Table 1 Genotype characteristics of terminal 6q and interstitial 6q26q27 deletions
Table 2 Overview of most prominent characteristics seen in individuals with terminal 6q deletions and interstitial 6q26q27 deletions
Fig. 2
figure 2

Clinical photographs of individuals with a terminal 6q deletion of at least 7.9 Mb (including the HI-gene PRKN) at the age of 8 years (Id012), 2 years (Id111), 10 years (Id222), 6 years (Id038), 1 year (Id108) and 8 years (Id224). Note the hypertelorism and dysplastic outer ears in most individuals. Written consent was given to the authors to publish patients’ photographs

Table 3 Development for different subgroups of terminal 6q deletions
Fig. 3
figure 3

Age of achievement for milestones ‘walking independently’ and ‘using two-word sentences’ in participants who were at least 12 months of age. Deletions smaller than 7.1 Mb include subgroups T-PSMB1, T-DLL1, T-AFDN and T-PDE10A. Deletions larger than 7.1 Mb include subgroups T-QKI, T-PRKN, T-MAP3K4 and T-R. Light grey bars indicate the number of children (x axis) that have reached the milestones ‘walking independently’ (upper panel) and ‘using two-word sentences’ (lower panel) before the given age (y axis, years). The dark grey bars are the children who were not able to perform the milestone at that age. The hatched bars are the children who were not able to perform the milestone, but who have not yet reached the age on the y axis. For example, at age 12 years, 29–47 (60–98%) participants are able to walk (figure and description adapted from Engwerda, et al. 2018. [4])
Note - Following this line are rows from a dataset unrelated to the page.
//! Libris CLI
//!
//! Command-line interface for the personal library manager

use clap::{Parser, Subcommand};
use libris_core::logging_facility::{init, Profile};
use libris_core::{ExError, Library, LibraryError};
use libris_core_types::RequestContext;
use libris_store::{JsonFileRepository, DEFAULT_STORE_FILE};
use std::path::PathBuf;

mod commands;

#[derive(Debug, Parser)]
#[command(name = "libris")]
#[command(about = "Libris - personal book collection manager", long_about = None)]
struct Cli {
    /// JSON file holding the collection
    #[arg(long, global = true, default_value = DEFAULT_STORE_FILE)]
    file: PathBuf,

    /// Emit JSON structured logs on stderr
    #[arg(long, global = true)]
    log_json: bool,

    #[command(subcommand)]
    command: Option<Commands>,
}

#[derive(Debug, Subcommand)]
enum Commands {
    /// Add a new book
    Add(commands::book::AddArgs),
    /// Remove the first book with the given title
    Remove(commands::book::RemoveArgs),
    /// Search titles and authors
    Find(commands::book::FindArgs),
    /// Update the first book with the given title
    Update(commands::book::UpdateArgs),
    /// List all books
    List,
    /// Show reading progress
    Stats,
    /// Interactive menu (default when no command is given)
    Shell,
}

impl Commands {
    fn name(&self) -> &'static str {
        match self {
            Commands::Add(_) => "add",
            Commands::Remove(_) => "remove",
            Commands::Find(_) => "find",
            Commands::Update(_) => "update",
            Commands::List => "list",
            Commands::Stats => "stats",
            Commands::Shell => "shell",
        }
    }
}

fn main() {
    let cli = Cli::parse();

    init(if cli.log_json {
        Profile::Production
    } else {
        Profile::Development
    });

    let command = cli.command.unwrap_or(Commands::Shell);
    let ctx = RequestContext::new().with_action(command.name());
    let span = tracing::info_span!(
        "session",
        request_id = %ctx.request_id,
        action = ctx.action.as_deref().unwrap_or_default()
    );
    let _guard = span.enter();

    let mut library = Library::open(JsonFileRepository::new(cli.file));

    let result = match command {
        Commands::Add(args) => commands::book::add(&mut library, args),
        Commands::Remove(args) => commands::book::remove(&mut library, args),
        Commands::Find(args) => commands::book::find(&library, args),
        Commands::Update(args) => commands::book::update(&mut library, args),
        Commands::List => commands::book::list(&library),
        Commands::Stats => commands::book::stats(&library),
        Commands::Shell => {
            let stdin = std::io::stdin();
            let stdout = std::io::stdout();
            commands::shell::Shell::new(stdin.lock(), stdout.lock()).run(library)
        }
    };

    if let Err(e) = result {
        match e.downcast::<LibraryError>() {
            Ok(err) => {
                let ex = ExError::from(*err).with_request_id(ctx.request_id);
                eprintln!("Error: {}", ex);
            }
            Err(other) => eprintln!("Error: {}", other),
        }
        std::process::exit(1);
    }
}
The terminal 6q deletion phenotype

The pregnancy was characterised by intrauterine growth restriction in 30% of individuals and reduced foetal movements in 26% of individuals. Prolonged neonatal jaundice was reported in 9/30 new-borns with a terminal deletion including PDE10A (larger than 5 Mb).

Many individuals had a small head size (< p10) (60%) and/or plagiocephaly (47%). Some individuals had a short body stature (< p10) (30%). Dysmorphisms included hypertelorism (51%), dysplastic ears (51%) and dental abnormalities (38%). A cleft lip and/or palate was seen in three individuals with larger deletions, see Fig. 2 and Additional file 3: Table S3. Id171 (T-R) also had a choanal stenosis.

Decreased visual acuity (67%) was mostly mild (16/30). Abnormal eye movements (56%) included strabismus (24/30) and nystagmus (11/30). Aplasia/hypoplasia of the optic nerve was seen in 4/26 individuals with a deletion including at least PRKN (larger than 7.9 Mb). Microphthalmos (2/4) and coloboma (1/4) were only seen with the largest deletions, subgroup T-R (larger than 10.5 Mb).

Feeding problems (72%) were common, with oral aversion (61%), chewing difficulties (43%), dysphagia (39%) and gastroesophageal reflux (26%) most often reported. Seven individuals needed a gastrostomy, and all seven had a deletion including PRKN. Bowel problems (43%), often constipation (32%), were also reported, but never for the smallest deletions, subgroup T-DLL1 (smaller than 2.7 Mb). Five out of 24 individuals with a deletion including the gene QKI (larger than 7.1 Mb) had an abnormality of the anus, either anal atresia (n = 3) or an ectopic anus (n = 1).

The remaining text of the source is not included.